My Turn -- Gay teens need

compassion and acceptance

 

By Douglas Dickson, concordmonitor.com Online August 27, 2006

 

I have read the Concord Monitor for years and particularly enjoy the coverage the paper provides for local events and issues.  Some of these issues have directly affected me and my smaller community at St. Paul's School, while others have captured my interest because of their effect on friends and neighbors in the community

During the past few weeks, I have followed with interest your story on Kristofer Berry's life and his courageous decision to go public in your newspaper with his sexual orientation and his experience at school.  I admire this young man and his story.

I admire the courage he has shown in being himself in a society that is changing for the better but has much further to go in accepting, understanding and treating all people with care and dignity regardless of their sexual orientation.

I appreciate living in a country that allows all people to have an opinion and to have the freedom to express that opinion.  This newspaper has published at least two letters to the editor commenting on the Berry story.  I would like to offer my own opinion on one of the important issues raised in the letters and by the article on Berry's life.
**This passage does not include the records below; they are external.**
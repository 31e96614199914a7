//! Ride request models and the request status state machine

use chrono::{DateTime, Utc};
use serde::{Deserialize, Serialize};
use std::str::FromStr;
use uuid::Uuid;

use super::ride::Ride;

/// Request lifecycle status.
///
/// `Accepted` and `Rejected` are terminal; a request that has left
/// `Pending` is never mutated again. Passenger cancellation deletes the
/// row instead, which frees the (ride, passenger) uniqueness slot.
#[derive(Debug, Clone, Copy, PartialEq, Eq, Serialize, Deserialize)]
#[serde(rename_all = "UPPERCASE")]
pub enum RequestStatus {
    Pending,
    Accepted,
    Rejected,
}

impl RequestStatus {
    pub fn as_str(&self) -> &'static str {
        match self {
            RequestStatus::Pending => "PENDING",
            RequestStatus::Accepted => "ACCEPTED",
            RequestStatus::Rejected => "REJECTED",
        }
    }

    /// Accept, reject, and passenger cancel all require a pending request.
    pub fn is_pending(&self) -> bool {
        matches!(self, RequestStatus::Pending)
    }
}

impl FromStr for RequestStatus {
    type Err = String;

    fn from_str(s: &str) -> Result<Self, Self::Err> {
        match s {
            "PENDING" => Ok(RequestStatus::Pending),
            "ACCEPTED" => Ok(RequestStatus::Accepted),
            "REJECTED" => Ok(RequestStatus::Rejected),
            other => Err(format!("Unknown request status: {}", other)),
        }
    }
}

/// One passenger's bid to join one ride
#[derive(Debug, Clone, Serialize, Deserialize)]
pub struct RideRequest {
    pub id: Uuid,
    pub ride_id: Uuid,
    pub passenger_id: Uuid,
    pub note: Option<String>,
    pub status: RequestStatus,
    pub created_at: DateTime<Utc>,
    pub updated_at: DateTime<Utc>,
}

/// Payload for creating a ride request
#[derive(Debug, Clone, Deserialize)]
pub struct CreateRequestBody {
    pub note: Option<String>,
}

/// A request annotated with its parent ride, for a passenger's own view
#[derive(Debug, Clone, Serialize)]
pub struct RequestWithRide {
    #[serde(flatten)]
    pub request: RideRequest,
    pub ride: Ride,
}

/// Result of the atomic accept operation
#[derive(Debug, Clone, Serialize)]
pub struct AcceptOutcome {
    pub request: RideRequest,
    pub ride: Ride,
}

#[cfg(test)]
mod tests {
    use super::*;

    #[test]
    fn test_status_round_trip() {
        for status in [
            RequestStatus::Pending,
            RequestStatus::Accepted,
            RequestStatus::Rejected,
        ] {
            assert_eq!(status.as_str().parse::<RequestStatus>(), Ok(status));
        }
        assert!("CANCELLED".parse::<RequestStatus>().is_err());
    }

    #[test]
    fn test_only_pending_is_mutable() {
        assert!(RequestStatus::Pending.is_pending());
        assert!(!RequestStatus::Accepted.is_pending());
        assert!(!RequestStatus::Rejected.is_pending());
    }
}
I do not think the most important issue is nature vs. nurture. We could debate whether a person "chooses" his or her sexual orientation.  I strongly believe that a person is born with an innate sense of his or her own sexual orientation and that to deny this orientation is potentially harmful to his or her being.  I recognize that some people believe sexual orientation is a choice, and although I do not agree, I do not want to focus on this issue here.

Instead, as an educator and parent, I want to address the facts as I have come to know them about adolescence and sexual orientation.
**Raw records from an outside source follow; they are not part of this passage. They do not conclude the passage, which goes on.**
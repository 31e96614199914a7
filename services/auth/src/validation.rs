//! Input validation utilities

use regex::Regex;
use std::sync::OnceLock;

/// Validate a phone number.
///
/// Expects E.164 form: a leading `+`, then 8 to 15 digits with no
/// leading zero.
pub fn validate_phone(phone: &str) -> Result<(), String> {
    if phone.is_empty() {
        return Err("Phone number is required".to_string());
    }

    static PHONE_REGEX: OnceLock<Regex> = OnceLock::new();
    let regex = PHONE_REGEX
        .get_or_init(|| Regex::new(r"^\+[1-9]\d{7,14}$").expect("Failed to compile phone regex"));

    if !regex.is_match(phone) {
        return Err("Phone number must be in international format, e.g. +919876543210".to_string());
    }

    Ok(())
}

/// Validate an OTP code: exactly six digits.
pub fn validate_otp_code(code: &str) -> Result<(), String> {
    if code.len() != 6 || !code.chars().all(|c| c.is_ascii_digit()) {
        return Err("Code must be exactly 6 digits".to_string());
    }
    Ok(())
}

#[cfg(test)]
mod tests {
    use super::*;

    #[test]
    fn test_valid_phone_numbers() {
        assert!(validate_phone("+919876543210").is_ok());
        assert!(validate_phone("+14155552671").is_ok());
        assert!(validate_phone("+4930123456").is_ok());
    }

    #[test]
    fn test_invalid_phone_numbers() {
        assert!(validate_phone("").is_err());
        assert!(validate_phone("9876543210").is_err()); // no plus
        assert!(validate_phone("+0123456789").is_err()); // leading zero
        assert!(validate_phone("+91 98765 43210").is_err()); // spaces
        assert!(validate_phone("+12345").is_err()); // too short
        assert!(validate_phone("+1234567890123456").is_err()); // too long
        assert!(validate_phone("+91abc6543210").is_err()); // letters
    }

    #[test]
    fn test_otp_code_format() {
        assert!(validate_otp_code("123456").is_ok());
        assert!(validate_otp_code("000000").is_ok());
        assert!(validate_otp_code("12345").is_err());
        assert!(validate_otp_code("1234567").is_err());
        assert!(validate_otp_code("12345a").is_err());
        assert!(validate_otp_code("").is_err());
    }
}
Having worked with adolescents for 25 years in a residential setting, I have experienced firsthand the struggles that many adolescents have in coming to know who they are and navigating the tension between fitting in and being an individual.  This struggle to conform takes many shapes, but one of the most apparent is the choice of peer groups, close friends and romantic interests.
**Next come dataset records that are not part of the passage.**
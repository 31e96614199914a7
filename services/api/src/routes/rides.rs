//! Ride lifecycle handlers

use axum::{
    Extension, Json,
    extract::{Path, Query, State},
    http::StatusCode,
    response::IntoResponse,
};
use serde_json::json;
use uuid::Uuid;

use crate::error::{ApiError, ApiResult};
use crate::middleware::AuthUser;
use crate::models::ride::{CreateRideRequest, RideListResponse, RideQuery};
use crate::notifier::{Audience, EventKind};
use crate::state::AppState;

/// Create a ride offer
pub async fn create(
    State(state): State<AppState>,
    Extension(user): Extension<AuthUser>,
    Json(payload): Json<CreateRideRequest>,
) -> ApiResult<impl IntoResponse> {
    payload.start.validate().map_err(ApiError::BadRequest)?;
    payload.end.validate().map_err(ApiError::BadRequest)?;

    let ride = state.rides.create(user.id, &payload).await?;

    state.notifier.notify(
        EventKind::RideCreated,
        Audience::AllExcept(user.id),
        &ride,
    );

    Ok((StatusCode::CREATED, Json(ride)))
}

/// Browse rides with filters and pagination
pub async fn list(
    State(state): State<AppState>,
    Extension(user): Extension<AuthUser>,
    Query(query): Query<RideQuery>,
) -> ApiResult<impl IntoResponse> {
    let limit = query.limit.unwrap_or(20).clamp(1, 100);
    let offset = query.offset.unwrap_or(0);

    let (items, total) = state.rides.list(&query, Some(user.id)).await?;

    Ok(Json(RideListResponse {
        items,
        total,
        limit,
        offset,
    }))
}

/// Fetch a single ride with the `has_requested` annotation
pub async fn get(
    State(state): State<AppState>,
    Extension(user): Extension<AuthUser>,
    Path(ride_id): Path<Uuid>,
) -> ApiResult<impl IntoResponse> {
    let ride = state.rides.get(ride_id, Some(user.id)).await?;
    Ok(Json(ride))
}

/// Complete a matched ride
pub async fn complete(
    State(state): State<AppState>,
    Extension(user): Extension<AuthUser>,
    Path(ride_id): Path<Uuid>,
) -> ApiResult<impl IntoResponse> {
    let ride = state.rides.complete(ride_id, user.id).await?;

    state.notifier.notify(
        EventKind::RideCompleted,
        Audience::AllExcept(user.id),
        &ride,
    );

    Ok(Json(ride))
}

/// Cancel an open ride (hard delete, cascading its requests)
pub async fn cancel(
    State(state): State<AppState>,
    Extension(user): Extension<AuthUser>,
    Path(ride_id): Path<Uuid>,
) -> ApiResult<impl IntoResponse> {
    let ride = state.rides.cancel(ride_id, user.id).await?;

    state.notifier.notify(
        EventKind::RideCancelled,
        Audience::AllExcept(user.id),
        json!({ "ride_id": ride.id }),
    );

    Ok(Json(json!({ "message": "Ride cancelled" })))
}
Students in high school spend a great deal of time socializing.  By doing so, they begin to understand who they are, what they like, what they do not like, their passions and, eventually, their career choices.  For some, figuring out all this is a smooth and quick process; for others, it is a struggle that continues into adulthood.  Certainly, one defining aspect of growing up is the search to be intimate with another person and to have close personal relationships with other adolescents.

Several years ago, my school conducted a survey on youth risk behavior and found out that almost exactly 10 percent of our students identified themselves as non-heterosexual, a figure that confirmed the research I had seen over many years.  We also found that this segment of our student population was at the highest risk for engaging in behavior that put them in harm's way.

There is compelling evidence from the American Psychological Association and other reputable organizations that gay young people are at a greater risk than other students of suicide and other destructive behaviors.  Suicide is the third leading cause of death in the 15-19 age group in the United States.

A recent study in the Journal of the American Medical Association indicated that 15-28 percent of all homosexual youth have attempted suicide.  This may account for up to 30 percent of all suicides in this age group.  Suicide attempts are often associated with other health issues, including depression, hopelessness, substance use and experiences of victimization.

Our words matter

Why are our gay youth at greater risk for these health issues?  I think part of the reason lies in the notion that some in our population teach and preach that there is something inherently wrong with homosexuality and that homosexuality is a "sin" and an unacceptable and morally wrong "choice."  Some in our society, like a recent writer to this newspaper, categorize homosexuality as "abnormal," "disgusting" and "perverted."

My suggestion is that we recognize the potential harm we are inflicting on nearly 10 percent of our youth population by promoting anything but acceptance, tolerance and understanding for each of them.  By promoting an agenda that condemns any adolescent for his or her sexual orientation, a part of his or her being, we are inflicting harm on a significant segment of our youth.

Our words and attitudes can and do affect our children for better and for worse.  We must combat views that make our gay youth feel bad about their sexual orientation, and we must foster acceptance, understanding and caring.

(Douglas J. Dickson is vice rector for students at St. Paul's School, where he is entering his 25th year as a faculty member.  For the past 11 years, he was dean of students.